Transcribe only the lines between the first line of the records and the line containing "pub mod provider;", inclusive, exactly as written.

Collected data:
#####

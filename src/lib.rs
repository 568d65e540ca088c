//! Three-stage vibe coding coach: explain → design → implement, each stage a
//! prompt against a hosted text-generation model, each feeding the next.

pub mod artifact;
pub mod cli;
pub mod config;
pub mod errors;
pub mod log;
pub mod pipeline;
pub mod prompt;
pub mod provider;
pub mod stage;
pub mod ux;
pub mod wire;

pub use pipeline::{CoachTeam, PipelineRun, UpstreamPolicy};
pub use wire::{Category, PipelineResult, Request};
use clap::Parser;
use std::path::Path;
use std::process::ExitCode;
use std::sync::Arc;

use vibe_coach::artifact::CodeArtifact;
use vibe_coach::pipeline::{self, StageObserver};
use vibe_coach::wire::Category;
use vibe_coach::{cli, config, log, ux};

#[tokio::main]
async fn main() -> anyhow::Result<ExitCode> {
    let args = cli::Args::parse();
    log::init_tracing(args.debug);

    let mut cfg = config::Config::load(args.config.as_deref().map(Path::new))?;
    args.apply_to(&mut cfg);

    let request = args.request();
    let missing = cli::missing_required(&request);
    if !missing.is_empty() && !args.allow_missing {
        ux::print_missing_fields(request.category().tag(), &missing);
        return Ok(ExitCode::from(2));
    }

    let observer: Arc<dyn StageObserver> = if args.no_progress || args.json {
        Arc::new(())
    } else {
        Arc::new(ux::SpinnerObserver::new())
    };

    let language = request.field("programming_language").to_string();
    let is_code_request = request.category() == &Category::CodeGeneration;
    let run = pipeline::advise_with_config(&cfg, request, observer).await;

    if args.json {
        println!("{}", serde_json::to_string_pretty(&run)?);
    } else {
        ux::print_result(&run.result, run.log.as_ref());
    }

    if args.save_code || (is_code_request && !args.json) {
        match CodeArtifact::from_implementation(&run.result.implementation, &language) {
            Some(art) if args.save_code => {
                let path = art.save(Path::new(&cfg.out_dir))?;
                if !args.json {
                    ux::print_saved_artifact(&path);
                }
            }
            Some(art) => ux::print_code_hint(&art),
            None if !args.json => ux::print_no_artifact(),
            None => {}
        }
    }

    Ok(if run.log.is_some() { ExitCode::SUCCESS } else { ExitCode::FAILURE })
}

#####

» **ANSWER**:
filename src/lib.rs
repository 568d65e540ca088c
//! Three-stage vibe coding coach: explain → design → implement, each stage a
//! prompt against a hosted text-generation model, each feeding the next.

pub mod artifact;
pub mod cli;
pub mod config;
pub mod errors;
pub mod log;
pub mod pipeline;
pub mod prompt;
pub mod provider;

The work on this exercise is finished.